Commentary – Peter Arnold, Data Insights Director
The cash rate remained on hold at 1.50 per cent during the December quarter, yet a growing number of economic indicators suggested we’d reached the end of the rate-easing cycle.
Notably, the banks began to hike their home loan rates with close to two-thirds of lenders increasing rates on fixed loans and a smaller number lifting variable rates.
Previously, banks were betting on lower rates in the future but we saw those expectations change daily during the past quarter. The ‘Under 4 Club’ for fixed rates contracted by 15 per cent over the quarter; that’s around 100 less sub-4 per cent fixed rates on offer now compared to three months ago.
Consumers quickly responded and appetite shifted towards fixed rates. We saw interest through RateCity for fixing rise by close to 30 per cent towards the end of the year.
Meanwhile warnings came from leading international forecasters, which said the hikes were needed to “unwind tensions from the low-interest environment, notably in the housing markets”.
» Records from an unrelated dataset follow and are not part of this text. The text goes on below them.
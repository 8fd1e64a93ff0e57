//! Remote API abstraction and implementations
//!
//! The monitor talks to the remote service through two narrow traits:
//! [`TimelineSource`] for reading the home timeline and [`ActionDispatcher`]
//! for engaging with posts. The Mastodon client implements both; the mock
//! module provides a scripted timeline and a record-only dispatcher for tests
//! and dry runs.
//!
//! # Examples
//!
//! ```no_run
//! use libplurboost::platforms::{mastodon::MastodonClient, ActionDispatcher, TimelineSource};
//! use libplurboost::types::FetchWindow;
//!
//! # async fn example() -> libplurboost::error::Result<()> {
//! let client = MastodonClient::new(
//!     "https://mastodon.social".to_string(),
//!     "your-access-token".to_string(),
//! )?;
//!
//! let window = FetchWindow { max_id: None, since_id: None, page_size: 40 };
//! let page = client.fetch_timeline(&window).await?;
//! if let Some(post) = page.data.posts.first() {
//!     client.like(post.id).await?;
//! }
//! # Ok(())
//! # }
//! ```

use std::sync::Arc;

use async_trait::async_trait;

use crate::error::{ActionError, FetchError};
use crate::types::{ApiResponse, FetchWindow, TimelinePage};

pub mod mastodon;

// Mock implementations are available for all builds to support integration tests and dry runs
pub mod mock;

/// Read access to the account's home timeline
#[async_trait]
pub trait TimelineSource: Send + Sync {
    /// Fetch one page of the home timeline, newest first
    ///
    /// The page records how many statuses the server returned, so a status
    /// that could not be mapped still counts towards a full page.
    ///
    /// # Errors
    ///
    /// Returns a [`FetchError`] on transport or API failure. The caller treats
    /// it as transient and retries on the next round.
    async fn fetch_timeline(
        &self,
        window: &FetchWindow,
    ) -> std::result::Result<ApiResponse<TimelinePage>, FetchError>;
}

/// Engagement actions against individual posts
#[async_trait]
pub trait ActionDispatcher: Send + Sync {
    /// Like (favourite) a post
    async fn like(&self, post_id: u64) -> std::result::Result<ApiResponse<()>, ActionError>;

    /// Retweet (reblog) a post
    async fn retweet(&self, post_id: u64) -> std::result::Result<ApiResponse<()>, ActionError>;

    /// Short identifier used in log lines
    fn name(&self) -> &str;
}

#[async_trait]
impl<T: TimelineSource + ?Sized> TimelineSource for Arc<T> {
    async fn fetch_timeline(
        &self,
        window: &FetchWindow,
    ) -> std::result::Result<ApiResponse<TimelinePage>, FetchError> {
        (**self).fetch_timeline(window).await
    }
}

#[async_trait]
impl<T: ActionDispatcher + ?Sized> ActionDispatcher for Arc<T> {
    async fn like(&self, post_id: u64) -> std::result::Result<ApiResponse<()>, ActionError> {
        (**self).like(post_id).await
    }

    async fn retweet(&self, post_id: u64) -> std::result::Result<ApiResponse<()>, ActionError> {
        (**self).retweet(post_id).await
    }

    fn name(&self) -> &str {
        (**self).name()
    }
}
There were two upsets in the domestic housing market; new house sales dropped to their lowest level in two years, and support grew to review negative gearing tax rules.
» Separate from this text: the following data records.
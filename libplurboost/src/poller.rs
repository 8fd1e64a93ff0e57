//! Home timeline poll loop
//!
//! A [`Monitor`] owns everything one account needs: the rule table, the
//! timeline cursor and the rate limiter. Each round fetches a page through
//! the cursor, filters it against the rules, dispatches the resulting likes
//! and retweets, and decides how long to idle before the next round.
//!
//! # Example
//!
//! ```no_run
//! use libplurboost::config::Config;
//! use libplurboost::platforms::mastodon::MastodonClient;
//! use libplurboost::poller::Monitor;
//!
//! # async fn example() -> libplurboost::error::Result<()> {
//! let config = Config::load()?;
//! let client = std::sync::Arc::new(MastodonClient::from_config(&config.mastodon)?);
//! let mut monitor = Monitor::new(config.monitor_config()?, client.clone(), client);
//!
//! let (_shutdown_tx, shutdown_rx) = tokio::sync::watch::channel(false);
//! monitor.run(shutdown_rx).await;
//! # Ok(())
//! # }
//! ```

use std::time::Duration;

use tokio::sync::watch;
use tokio::time::sleep;
use tracing::{debug, error, info, warn};

use crate::config::MonitorConfig;
use crate::cursor::{BatchProgress, TimelineCursor};
use crate::error::{ActionError, ActionErrorKind, Result};
use crate::platforms::{ActionDispatcher, TimelineSource};
use crate::rate_limiter::RateLimiter;
use crate::rules::RuleTable;
use crate::types::{Action, Endpoint, Post};

/// How long an endpoint is held back after the server refused a call for
/// rate limiting
pub const RATE_LIMITED_BACKOFF: Duration = Duration::from_secs(60);

/// Summary of a single round
#[derive(Debug, Clone, PartialEq, Eq)]
pub struct RoundReport {
    pub fetched: usize,
    pub skipped_sensitive: usize,
    pub matched: usize,
    pub likes: usize,
    pub retweets: usize,
    pub failed_actions: usize,
    pub progress: BatchProgress,
    /// How long to wait before the next round
    pub next_delay: Duration,
}

impl RoundReport {
    fn empty(progress: BatchProgress, next_delay: Duration) -> Self {
        Self {
            fetched: 0,
            skipped_sensitive: 0,
            matched: 0,
            likes: 0,
            retweets: 0,
            failed_actions: 0,
            progress,
            next_delay,
        }
    }
}

/// Poll loop for a single account
pub struct Monitor<S, D> {
    source: S,
    dispatcher: D,
    rules: RuleTable,
    cursor: TimelineCursor,
    limiter: RateLimiter,
    idle_delay: Duration,
}

impl<S, D> Monitor<S, D>
where
    S: TimelineSource,
    D: ActionDispatcher,
{
    pub fn new(config: MonitorConfig, source: S, dispatcher: D) -> Self {
        Self {
            source,
            dispatcher,
            rules: config.rules,
            cursor: TimelineCursor::new(config.page_size),
            limiter: RateLimiter::new(),
            idle_delay: config.idle_delay,
        }
    }

    pub fn cursor(&self) -> &TimelineCursor {
        &self.cursor
    }

    pub fn rate_limiter(&self) -> &RateLimiter {
        &self.limiter
    }

    /// Run rounds until `shutdown` flips to `true`
    ///
    /// Fetch errors are logged and followed by the regular idle delay; the
    /// next round retries with the cursor unchanged. The idle sleep ends early
    /// when shutdown is signalled.
    pub async fn run(&mut self, mut shutdown: watch::Receiver<bool>) {
        info!(
            dispatcher = self.dispatcher.name(),
            rules = self.rules.len(),
            page_size = self.cursor.page_size(),
            idle_delay_secs = self.idle_delay.as_secs(),
            "Monitor starting"
        );

        loop {
            if *shutdown.borrow() {
                info!("Shutdown requested, stopping monitor");
                break;
            }

            let delay = match self.run_round().await {
                Ok(report) => report.next_delay,
                Err(e) => {
                    error!(error = %e, retry_in_secs = self.idle_delay.as_secs(), "Round failed");
                    self.idle_delay
                }
            };

            if delay.is_zero() {
                continue;
            }

            tokio::select! {
                _ = sleep(delay) => {}
                changed = shutdown.changed() => {
                    if changed.is_err() {
                        info!("Shutdown channel closed, stopping monitor");
                        break;
                    }
                }
            }
        }
    }

    /// Fetch one page, apply the rules to it and dispatch the resulting actions
    ///
    /// # Errors
    ///
    /// Returns [`crate::PlurboostError::Fetch`] when the timeline could not be
    /// read. Action failures are logged and counted in the report instead.
    pub async fn run_round(&mut self) -> Result<RoundReport> {
        let window = self.cursor.next_fetch_window();
        debug!(
            count = window.page_size,
            max_id = ?window.max_id,
            since_id = ?window.since_id,
            "Fetching home timeline"
        );

        self.limiter.check_and_wait(Endpoint::HomeTimeline).await;
        let response = self.source.fetch_timeline(&window).await?;
        self.limiter.record(Endpoint::HomeTimeline, response.rate_limit);

        let page = response.data;
        let progress = self.cursor.record_page(&page);
        let posts = page.posts;

        if posts.is_empty() {
            info!(retry_in_secs = self.idle_delay.as_secs(), "No new posts yet");
            return Ok(RoundReport::empty(progress, self.idle_delay));
        }

        info!(count = posts.len(), "Downloaded new posts");

        let next_delay = match progress {
            BatchProgress::Continuing => Duration::ZERO,
            BatchProgress::Drained => self.idle_delay,
        };
        let mut report = RoundReport::empty(progress, next_delay);
        report.fetched = posts.len();

        for post in &posts {
            self.process_post(post, &mut report).await;
        }

        Ok(report)
    }

    async fn process_post(&mut self, post: &Post, report: &mut RoundReport) {
        if post.is_sensitive {
            warn!(post_id = post.id, author = %post.author_handle, "Post is possibly sensitive, ignoring");
            report.skipped_sensitive += 1;
            return;
        }

        let Some(matched) = self.rules.evaluate(post) else {
            return;
        };
        let (like, retweet) = (matched.rule.like, matched.rule.retweet);
        let hashtag = matched.hashtag.map(str::to_string);
        report.matched += 1;

        debug!(post_id = post.id, author = %post.author_handle, "Post matches user");

        if like {
            self.log_match(Action::Like, post, hashtag.as_deref());
            match self.perform(Action::Like, post.id).await {
                Ok(()) => report.likes += 1,
                Err(e) => {
                    warn!(error = %e, post_id = post.id, "Like failed");
                    report.failed_actions += 1;
                }
            }
        }

        if !retweet {
            return;
        }

        if post.is_repost {
            debug!(post_id = post.id, author = %post.author_handle, "Post is a repost, not retweeting");
            return;
        }

        self.log_match(Action::Retweet, post, hashtag.as_deref());
        match self.perform(Action::Retweet, post.id).await {
            Ok(()) => report.retweets += 1,
            Err(e) => {
                warn!(error = %e, post_id = post.id, "Retweet failed");
                report.failed_actions += 1;
            }
        }
    }

    fn log_match(&self, action: Action, post: &Post, hashtag: Option<&str>) {
        match hashtag {
            Some(hashtag) => info!(
                post_id = post.id,
                author = %post.author_handle,
                hashtag,
                %action,
                "Post matches user and hashtag"
            ),
            None => info!(
                post_id = post.id,
                author = %post.author_handle,
                %action,
                "Post matches user"
            ),
        }
    }

    async fn perform(
        &mut self,
        action: Action,
        post_id: u64,
    ) -> std::result::Result<(), ActionError> {
        let endpoint = action.endpoint();
        self.limiter.check_and_wait(endpoint).await;

        let result = match action {
            Action::Like => self.dispatcher.like(post_id).await,
            Action::Retweet => self.dispatcher.retweet(post_id).await,
        };

        match result {
            Ok(response) => {
                self.limiter.record(endpoint, response.rate_limit);
                Ok(())
            }
            Err(e) => {
                // A 429 carries no usable quota; hold the endpoint back anyway
                if matches!(e.kind, ActionErrorKind::RateLimit(_)) {
                    self.limiter.mark_exhausted(endpoint, RATE_LIMITED_BACKOFF);
                }
                Err(e)
            }
        }
    }
}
Looking abroad, the Federal Reserve lifted US rates in December, and while the move eased pressure on the RBA to lift the cash rate when it meets in February, the outlook for higher rates in 2017 remains.
Some banks took the opportunity to lift rates on credit cards during the quarter, with increases made at both ends of the rate spectrum. Two of the lowest-rate cards on the market increased purchase rates from 8.99 per cent to 12.99 per cent, while the highest rate in the market lifted by 1 percentage point to 24.5 per cent – the highest on record.
Deposit rates on the other hand, began to slide during the first quarter of the new financial year as banks moved to further protect their profit margins.
Looking ahead to 2017, consumers should expect more rate rises and an even tougher time finding a good rate on their savings. While there are still plenty of home loan rates under 4 per cent, those deals are less prevalent now. It’s unlikely that we’ll see rates return to the long term average of around 7 per cent just yet, but competition at the low-rate end of the market is slowing.